[Data items]
+++++

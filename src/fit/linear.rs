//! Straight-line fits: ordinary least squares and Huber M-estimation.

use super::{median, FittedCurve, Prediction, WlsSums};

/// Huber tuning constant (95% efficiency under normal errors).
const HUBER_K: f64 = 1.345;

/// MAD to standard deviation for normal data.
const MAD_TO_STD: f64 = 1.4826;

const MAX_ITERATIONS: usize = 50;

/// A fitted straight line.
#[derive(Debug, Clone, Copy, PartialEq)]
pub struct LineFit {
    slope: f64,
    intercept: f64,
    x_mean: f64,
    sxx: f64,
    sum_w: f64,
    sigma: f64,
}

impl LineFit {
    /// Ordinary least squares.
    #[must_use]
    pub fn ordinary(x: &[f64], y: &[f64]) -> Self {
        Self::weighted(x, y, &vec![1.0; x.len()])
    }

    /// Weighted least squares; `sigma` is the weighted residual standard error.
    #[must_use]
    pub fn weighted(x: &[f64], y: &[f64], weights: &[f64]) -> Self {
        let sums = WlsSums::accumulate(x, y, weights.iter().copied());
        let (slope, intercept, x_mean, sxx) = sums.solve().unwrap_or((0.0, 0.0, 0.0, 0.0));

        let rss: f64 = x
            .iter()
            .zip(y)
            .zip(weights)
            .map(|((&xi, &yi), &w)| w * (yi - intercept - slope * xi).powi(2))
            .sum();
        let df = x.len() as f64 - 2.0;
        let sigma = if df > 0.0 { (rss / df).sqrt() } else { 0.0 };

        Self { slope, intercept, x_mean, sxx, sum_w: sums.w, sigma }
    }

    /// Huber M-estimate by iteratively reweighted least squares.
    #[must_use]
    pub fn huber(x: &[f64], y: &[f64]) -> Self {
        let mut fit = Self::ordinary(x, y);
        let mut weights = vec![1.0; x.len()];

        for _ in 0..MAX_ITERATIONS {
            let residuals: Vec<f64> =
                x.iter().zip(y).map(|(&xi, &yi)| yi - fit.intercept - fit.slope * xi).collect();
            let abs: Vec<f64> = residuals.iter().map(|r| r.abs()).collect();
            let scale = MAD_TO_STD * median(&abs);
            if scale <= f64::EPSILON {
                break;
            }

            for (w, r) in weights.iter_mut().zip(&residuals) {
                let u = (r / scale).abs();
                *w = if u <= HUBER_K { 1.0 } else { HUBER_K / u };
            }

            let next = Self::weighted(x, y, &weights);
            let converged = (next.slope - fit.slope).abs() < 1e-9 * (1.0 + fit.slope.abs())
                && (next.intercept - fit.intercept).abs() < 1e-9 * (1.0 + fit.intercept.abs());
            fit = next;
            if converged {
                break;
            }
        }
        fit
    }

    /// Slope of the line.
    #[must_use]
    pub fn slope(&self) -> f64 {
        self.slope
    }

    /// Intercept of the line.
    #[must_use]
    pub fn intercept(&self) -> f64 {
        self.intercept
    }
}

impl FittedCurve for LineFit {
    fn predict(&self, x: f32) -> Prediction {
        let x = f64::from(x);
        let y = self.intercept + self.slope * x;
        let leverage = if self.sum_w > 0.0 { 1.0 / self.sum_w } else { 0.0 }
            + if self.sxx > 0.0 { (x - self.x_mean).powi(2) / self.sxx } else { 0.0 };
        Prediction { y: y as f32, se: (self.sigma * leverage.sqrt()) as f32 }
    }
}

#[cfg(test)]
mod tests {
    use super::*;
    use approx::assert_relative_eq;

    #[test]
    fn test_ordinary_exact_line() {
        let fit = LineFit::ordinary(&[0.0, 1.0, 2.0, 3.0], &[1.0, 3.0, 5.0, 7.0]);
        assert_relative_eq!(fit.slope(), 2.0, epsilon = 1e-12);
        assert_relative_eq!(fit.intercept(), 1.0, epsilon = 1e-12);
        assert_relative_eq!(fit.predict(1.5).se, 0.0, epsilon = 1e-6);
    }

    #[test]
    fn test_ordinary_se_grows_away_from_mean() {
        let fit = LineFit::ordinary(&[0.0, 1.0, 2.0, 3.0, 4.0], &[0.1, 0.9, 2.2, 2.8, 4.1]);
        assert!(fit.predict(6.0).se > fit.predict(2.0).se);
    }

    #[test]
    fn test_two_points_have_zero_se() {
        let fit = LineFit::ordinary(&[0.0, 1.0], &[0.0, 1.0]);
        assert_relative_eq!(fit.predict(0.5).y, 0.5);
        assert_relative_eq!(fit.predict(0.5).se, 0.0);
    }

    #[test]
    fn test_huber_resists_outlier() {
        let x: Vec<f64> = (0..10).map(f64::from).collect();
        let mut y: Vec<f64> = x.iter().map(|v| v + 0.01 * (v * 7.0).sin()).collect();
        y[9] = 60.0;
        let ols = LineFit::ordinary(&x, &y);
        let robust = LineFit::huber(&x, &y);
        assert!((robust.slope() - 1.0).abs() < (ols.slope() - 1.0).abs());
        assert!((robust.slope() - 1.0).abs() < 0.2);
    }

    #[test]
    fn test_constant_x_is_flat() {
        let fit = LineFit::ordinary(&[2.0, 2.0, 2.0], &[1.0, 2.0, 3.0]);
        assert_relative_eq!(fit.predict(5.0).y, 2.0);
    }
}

+++++

#### Action item
Restate word for word only the lines above from the line containing "let x = f64::from(x);" to the line containing "let ols = LineFit::ordinary(&x, &y);", both of them included.

#### Answer box
        let x = f64::from(x);
        let y = self.intercept + self.slope * x;
        let leverage = if self.sum_w > 0.0 { 1.0 / self.sum_w } else { 0.0 }
            + if self.sxx > 0.0 { (x - self.x_mean).powi(2) / self.sxx } else { 0.0 };
        Prediction { y: y as f32, se: (self.sigma * leverage.sqrt()) as f32 }
    }
}

#[cfg(test)]
mod tests {
    use super::*;
    use approx::assert_relative_eq;

    #[test]
    fn test_ordinary_exact_line() {
        let fit = LineFit::ordinary(&[0.0, 1.0, 2.0, 3.0], &[1.0, 3.0, 5.0, 7.0]);
        assert_relative_eq!(fit.slope(), 2.0, epsilon = 1e-12);
        assert_relative_eq!(fit.intercept(), 1.0, epsilon = 1e-12);
        assert_relative_eq!(fit.predict(1.5).se, 0.0, epsilon = 1e-6);
    }

    #[test]
    fn test_ordinary_se_grows_away_from_mean() {
        let fit = LineFit::ordinary(&[0.0, 1.0, 2.0, 3.0, 4.0], &[0.1, 0.9, 2.2, 2.8, 4.1]);
        assert!(fit.predict(6.0).se > fit.predict(2.0).se);
    }

    #[test]
    fn test_two_points_have_zero_se() {
        let fit = LineFit::ordinary(&[0.0, 1.0], &[0.0, 1.0]);
        assert_relative_eq!(fit.predict(0.5).y, 0.5);
        assert_relative_eq!(fit.predict(0.5).se, 0.0);
    }

    #[test]
    fn test_huber_resists_outlier() {
        let x: Vec<f64> = (0..10).map(f64::from).collect();
        let mut y: Vec<f64> = x.iter().map(|v| v + 0.01 * (v * 7.0).sin()).collect();
        y[9] = 60.0;
        let ols = LineFit::ordinary(&x, &y);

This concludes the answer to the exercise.